Postdoctoral scientist, Müschen Laboratory
Our group is interested in comparative analyses of normal lymphocyte development and malignant transformation towards leukemia. We cover research areas with relevance to Immunology, Hematology and Cancer Biology. Our research involves experiments with primary human leukemia cells, normal lymphocyte development in humanized mice, leukemia and stem cell transplantation models, mouse genetics, gene editing, optogenetics, classical molecular and cell biology, a strong emphasis on mechanistic studies in oncogenic signal transduction.
Qualifications: PhD in cell or molecular biology, enthusiasm for science, willingness to think beyond established concepts and to try and learn new experimental and analysis tools.
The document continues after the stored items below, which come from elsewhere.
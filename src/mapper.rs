//! Mapping between the schema tree, flat form submissions and nested values.
//!
//! Form inputs are named by [`FieldPath::form_name`]. Decoding a submission
//! never splits those names: for every leaf of the schema the expected name is
//! derived again and looked up, so codes may contain the separator.

use std::borrow::Cow;
use std::collections::{BTreeMap, HashMap};
use std::hash::BuildHasher;

use serde::{Deserialize, Serialize};
use serde_json::{Map, Number, Value};
use tracing::{debug, warn};

use crate::cache::{TemplateCache, TemplateSource};
use crate::error::Result;
use crate::schema::{Category, FieldPath, Layout, SchemaNode, SchemaTree};
use crate::template::{Context, Renderer};

/// Returned by display rendering when no leaf has a value.
pub const NO_DATA_MARKER: &str = "<span class=\"no-data\">No pricing data</span>";

// ------------- ValueTree -------------
/// Nested values keyed by category, subcategory (when the category has them) and field.
#[derive(Debug, Clone, Default, PartialEq, Serialize, Deserialize)]
#[serde(transparent)]
pub struct ValueTree {
    root: Map<String, Value>,
}

impl ValueTree {
    pub fn new() -> Self {
        Self::default()
    }

    /// Wraps stored JSON. Anything but an object yields an empty tree.
    pub fn from_json(json: Value) -> Self {
        match json {
            Value::Object(root) => Self { root },
            Value::Null => Self::new(),
            other => {
                warn!(kind = json_kind(&other), "stored pricing values are not an object, ignoring them");
                Self::new()
            }
        }
    }

    pub fn parse(json: &str) -> Result<Self> {
        Ok(Self::from_json(serde_json::from_str(json)?))
    }

    pub fn to_json(&self) -> Value {
        Value::Object(self.root.clone())
    }

    /// The numeric value at `path`, if one is stored. Numeric strings count.
    pub fn get(&self, path: &FieldPath) -> Option<f64> {
        let mut node = self.root.get(path.category())?;
        if let Some(sub) = path.subcategory() {
            node = node.as_object()?.get(sub)?;
        }
        match node.as_object()?.get(path.field())? {
            Value::Number(n) => n.as_f64(),
            Value::String(s) => parse_number(s),
            _ => None,
        }
    }

    /// Stores `value` at `path`, writing an explicit null for `None`.
    pub fn set(&mut self, path: &FieldPath, value: Option<f64>) {
        let mut node = self.root.entry(path.category()).or_insert(Value::Null);
        if let Some(sub) = path.subcategory() {
            node = child(node, sub);
        }
        *child(node, path.field()) = value.and_then(Number::from_f64).map(Value::Number).unwrap_or(Value::Null);
    }

    /// A tree holding exactly the leaves of `schema`, with values carried over
    /// from `self` and null everywhere else.
    pub fn conform(&self, schema: &SchemaTree) -> ValueTree {
        let mut tree = ValueTree::new();
        for leaf in schema.leaves() {
            tree.set(&leaf.path, self.get(&leaf.path));
        }
        tree
    }
}

// the member `key` of `node`, replacing a non-object node with an empty object
fn child<'v>(node: &'v mut Value, key: &str) -> &'v mut Value {
    if !node.is_object() {
        *node = Value::Object(Map::new());
    }
    &mut node[key]
}

fn json_kind(value: &Value) -> &'static str {
    match value {
        Value::Null => "null",
        Value::Bool(_) => "bool",
        Value::Number(_) => "number",
        Value::String(_) => "string",
        Value::Array(_) => "array",
        Value::Object(_) => "object",
    }
}

/// A trimmed, finite number, or nothing.
pub fn parse_number(raw: &str) -> Option<f64> {
    let trimmed = raw.trim();
    if trimmed.is_empty() {
        return None;
    }
    trimmed.parse::<f64>().ok().filter(|n| n.is_finite())
}

// ------------- Form submissions -------------
/// Anything a submitted form can be read from.
pub trait FormSource {
    fn field(&self, name: &str) -> Option<Cow<'_, str>>;
}

impl<S: BuildHasher> FormSource for HashMap<String, String, S> {
    fn field(&self, name: &str) -> Option<Cow<'_, str>> {
        self.get(name).map(|v| Cow::Borrowed(v.as_str()))
    }
}

impl FormSource for BTreeMap<String, String> {
    fn field(&self, name: &str) -> Option<Cow<'_, str>> {
        self.get(name).map(|v| Cow::Borrowed(v.as_str()))
    }
}

/// Url-encoded pairs; the first occurrence of a name wins.
impl FormSource for [(String, String)] {
    fn field(&self, name: &str) -> Option<Cow<'_, str>> {
        self.iter().find(|(k, _)| k == name).map(|(_, v)| Cow::Borrowed(v.as_str()))
    }
}

impl FormSource for Vec<(String, String)> {
    fn field(&self, name: &str) -> Option<Cow<'_, str>> {
        self.as_slice().field(name)
    }
}

/// JSON bodies, where numbers may arrive unquoted.
impl FormSource for Map<String, Value> {
    fn field(&self, name: &str) -> Option<Cow<'_, str>> {
        self.get(name).map(|v| match v {
            Value::String(s) => Cow::Borrowed(s.as_str()),
            Value::Null => Cow::Borrowed(""),
            other => Cow::Owned(other.to_string()),
        })
    }
}

/// Reads every leaf of `schema` from a submitted form. Missing, blank and
/// unparseable inputs all become null, so the result always holds every leaf.
pub fn build_from_form<F: FormSource + ?Sized>(flat_values: &F, schema: &SchemaTree) -> ValueTree {
    let mut tree = ValueTree::new();
    for leaf in schema.leaves() {
        let name = leaf.path.form_name();
        let value = match flat_values.field(&name) {
            Some(raw) => {
                let parsed = parse_number(&raw);
                if parsed.is_none() && !raw.trim().is_empty() {
                    debug!(field = %name, "unparseable numeric input stored as null");
                }
                parsed
            }
            None => None,
        };
        tree.set(&leaf.path, value);
    }
    tree
}

// ------------- Markup -------------
/// Fragment templates used to build form and display markup.
///
/// Every value placed into a fragment is HTML-escaped except `BODY`, which
/// carries markup already rendered from inner fragments.
#[derive(Debug, Clone, PartialEq, Eq)]
pub struct MarkupTemplates {
    /// `CODE`, `NAME`, `BODY`
    pub form_category: String,
    /// `CODE`, `NAME`, `BODY`
    pub form_subcategory: String,
    /// `NAME`, `LABEL`, `VALUE`, `PERCENT`
    pub form_field: String,
    /// `CODE`, `NAME`, `BODY`
    pub display_category: String,
    /// `CODE`, `NAME`, `BODY`
    pub display_subcategory: String,
    /// `LABEL`, `VALUE`
    pub display_field: String,
}

impl Default for MarkupTemplates {
    fn default() -> Self {
        Self {
            form_category: concat!(
                "<fieldset class=\"pricing-category\" data-category=\"{{CODE}}\">",
                "<legend>{{NAME}}</legend>{{BODY}}</fieldset>"
            )
            .to_string(),
            form_subcategory: concat!(
                "<div class=\"pricing-subcategory\" data-subcategory=\"{{CODE}}\">",
                "<h4>{{NAME}}</h4>{{BODY}}</div>"
            )
            .to_string(),
            form_field: concat!(
                "<label class=\"pricing-field\">{{LABEL}}",
                "<input type=\"number\" step=\"any\" name=\"{{NAME}}\" value=\"{{VALUE}}\"",
                "{{#PERCENT}} data-unit=\"percent\"{{/PERCENT}}{{^PERCENT}} data-unit=\"currency\"{{/PERCENT}}>",
                "</label>"
            )
            .to_string(),
            display_category: concat!(
                "<div class=\"pricing-summary\" data-category=\"{{CODE}}\">",
                "<strong>{{NAME}}</strong>{{BODY}}</div>"
            )
            .to_string(),
            display_subcategory: "<div class=\"pricing-summary-group\"><em>{{NAME}}:</em>{{BODY}}</div>".to_string(),
            display_field: "<div class=\"pricing-summary-line\">{{LABEL}}: {{VALUE}}</div>".to_string(),
        }
    }
}

impl MarkupTemplates {
    /// Keys under which the fragments are looked up in a template source.
    pub const KEYS: [&'static str; 6] = [
        "form_category.html",
        "form_subcategory.html",
        "form_field.html",
        "display_category.html",
        "display_subcategory.html",
        "display_field.html",
    ];

    /// Loads fragments through `cache`; fragments the source does not have keep their defaults.
    pub async fn load<S: TemplateSource>(cache: &TemplateCache<S>) -> Result<Self> {
        let mut templates = MarkupTemplates::default();
        for (key, slot) in templates.slots() {
            match cache.get(key).await? {
                Some(text) => *slot = text.to_string(),
                None => debug!(key, "no override for markup fragment, using default"),
            }
        }
        Ok(templates)
    }

    fn slots(&mut self) -> [(&'static str, &mut String); 6] {
        let [form_category, form_subcategory, form_field, display_category, display_subcategory, display_field] =
            Self::KEYS;
        [
            (form_category, &mut self.form_category),
            (form_subcategory, &mut self.form_subcategory),
            (form_field, &mut self.form_field),
            (display_category, &mut self.display_category),
            (display_subcategory, &mut self.display_subcategory),
            (display_field, &mut self.display_field),
        ]
    }
}

/// Percent when the display name says so, currency otherwise.
pub fn is_percent(display_name: &str) -> bool {
    display_name.contains('%') || display_name.to_lowercase().contains("discount")
}

/// Formats a stored value with the unit its display name implies.
pub fn format_value(display_name: &str, value: f64) -> String {
    if is_percent(display_name) {
        format!("{}%", crate::template::ContextValue::Number(value))
    } else if value < 0.0 {
        format!("-${:.2}", -value)
    } else {
        format!("${:.2}", value)
    }
}

/// Renders schema-driven markup with a [`Renderer`] and [`MarkupTemplates`].
#[derive(Debug, Clone, Default)]
pub struct FormMapper {
    renderer: Renderer,
    templates: MarkupTemplates,
}

impl FormMapper {
    pub fn new(renderer: Renderer, templates: MarkupTemplates) -> Self {
        Self { renderer, templates }
    }

    pub fn templates(&self) -> &MarkupTemplates {
        &self.templates
    }

    pub fn build_from_form<F: FormSource + ?Sized>(&self, flat_values: &F, schema: &SchemaTree) -> ValueTree {
        build_from_form(flat_values, schema)
    }

    /// One group per category, sub-groups per subcategory, one numeric input per leaf.
    pub fn form_html(&self, schema: &SchemaTree, current_values: &ValueTree) -> String {
        let mut out = String::new();
        for category in schema.categories() {
            let body = match &category.layout {
                Layout::Fields(fields) => self.form_inputs(category, None, fields, current_values),
                Layout::Subcategories(subs) => subs
                    .iter()
                    .map(|sub| {
                        let inputs = self.form_inputs(category, Some(&sub.node), &sub.fields, current_values);
                        self.group(&self.templates.form_subcategory, &sub.node, inputs)
                    })
                    .collect(),
            };
            out.push_str(&self.group(&self.templates.form_category, &category.node, body));
        }
        out
    }

    fn form_inputs(
        &self,
        category: &Category,
        subcategory: Option<&SchemaNode>,
        fields: &[SchemaNode],
        values: &ValueTree,
    ) -> String {
        fields
            .iter()
            .map(|field| {
                let path = FieldPath::new(&category.node, subcategory, field);
                let value = values.get(&path).map(|v| crate::template::ContextValue::Number(v).to_string()).unwrap_or_default();
                let ctx = Context::new()
                    .with_escaped("NAME", &path.form_name())
                    .with_escaped("LABEL", &field.display_name)
                    .with_escaped("VALUE", &value)
                    .with("PERCENT", is_percent(&field.display_name));
                self.renderer.render(&self.templates.form_field, &ctx)
            })
            .collect()
    }

    fn group(&self, template: &str, node: &SchemaNode, body: String) -> String {
        let ctx = Context::new()
            .with_escaped("CODE", &node.code)
            .with_escaped("NAME", &node.display_name)
            .with("BODY", body);
        self.renderer.render(template, &ctx)
    }

    /// A summary of populated leaves. Categories without values are left out;
    /// when nothing is populated the result is [`NO_DATA_MARKER`].
    pub fn display_html(&self, schema: &SchemaTree, values: &ValueTree) -> String {
        let mut out = String::new();
        for category in schema.categories() {
            let body = match &category.layout {
                Layout::Fields(fields) => self.display_lines(category, None, fields, values),
                Layout::Subcategories(subs) => {
                    let groups: Vec<String> = subs
                        .iter()
                        .filter_map(|sub| {
                            let lines = self.display_lines(category, Some(&sub.node), &sub.fields, values)?;
                            Some(self.group(&self.templates.display_subcategory, &sub.node, lines))
                        })
                        .collect();
                    if groups.is_empty() { None } else { Some(groups.concat()) }
                }
            };
            if let Some(body) = body {
                out.push_str(&self.group(&self.templates.display_category, &category.node, body));
            }
        }
        if out.is_empty() {
            NO_DATA_MARKER.to_string()
        } else {
            out
        }
    }

    fn display_lines(
        &self,
        category: &Category,
        subcategory: Option<&SchemaNode>,
        fields: &[SchemaNode],
        values: &ValueTree,
    ) -> Option<String> {
        let lines: Vec<String> = fields
            .iter()
            .filter_map(|field| {
                let value = values.get(&FieldPath::new(&category.node, subcategory, field))?;
                let ctx = Context::new()
                    .with_escaped("LABEL", &field.display_name)
                    .with_escaped("VALUE", &format_value(&field.display_name, value));
                Some(self.renderer.render(&self.templates.display_field, &ctx))
            })
            .collect();
        if lines.is_empty() { None } else { Some(lines.concat()) }
    }
}

/// Form markup with the default renderer and fragments.
pub fn generate_form_html(schema: &SchemaTree, current_values: &ValueTree) -> String {
    FormMapper::default().form_html(schema, current_values)
}

/// Display markup with the default renderer and fragments.
pub fn generate_display_html(schema: &SchemaTree, values: &ValueTree) -> String {
    FormMapper::default().display_html(schema, values)
}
The lab takes a team science approach, so being a nice person and a good team player is important as well.
Your application should include in one single PDF:
CV, brief motivation statement, coordinates of three scientific mentors (references)
Methods/Techniques: Flow cytometry, mass spectrometry/quantitative phospho-profiling, CyTOF, mouse genetics, bone marrow transplantation assays, retroviral gene delivery, whole exome sequencing and RNA-seq-analysis of clonal evolution of leukemia, preclinical drug testing in xenotransplantation models.
Recent work of the laboratory: Studying more than 800 patients, our group discovered a new subtype of leukemia (~15%) that can be treated with small molecule antagonists of pre-B cell receptor signaling, a new therapeutic concept that is now being tested in a clinical trial (Cancer Cell 2015). In addition, a recent study from our lab provided a mechanistic explanation for clonal evolution of normal B-cells towards leukemia (Nature Immunology 2016). Our group discovered that B-cell tumors are subject to a unique autoimmunity checkpoint for removal of self-reactive B-cells. Targeted hyperactivation of SYK (Nature 2015), PI3K (Nature Medicine 2016) and ERK (Cancer Cell 2015) in B-cell malignancies represents the functional equivalent of an autoimmunity checkpoint (AIC) to prevent B-cell autoimmunity. AIC-activation is achievable by pharmacological hyperactivation of SYK, PI3K and ERK, thereby leveraging mechanisms of negative selection in the immune system for targeted cancer therapy (Nature Rev Cancer 2018). Most recently, the Müschen laboratory discovered that B-lymphoid transcription factors serve a novel gatekeeper-function by limiting energy-supply to levels that are insufficient to fuel oncogenic transformation (Nature 2017). The full range of metabolic gatekeeper functions of B-cell transcription factors, including their ability to suppress the pentose phosphate pathway (PPP) in B-cell malignancies was revealed in a follow-up study (Cell 2018).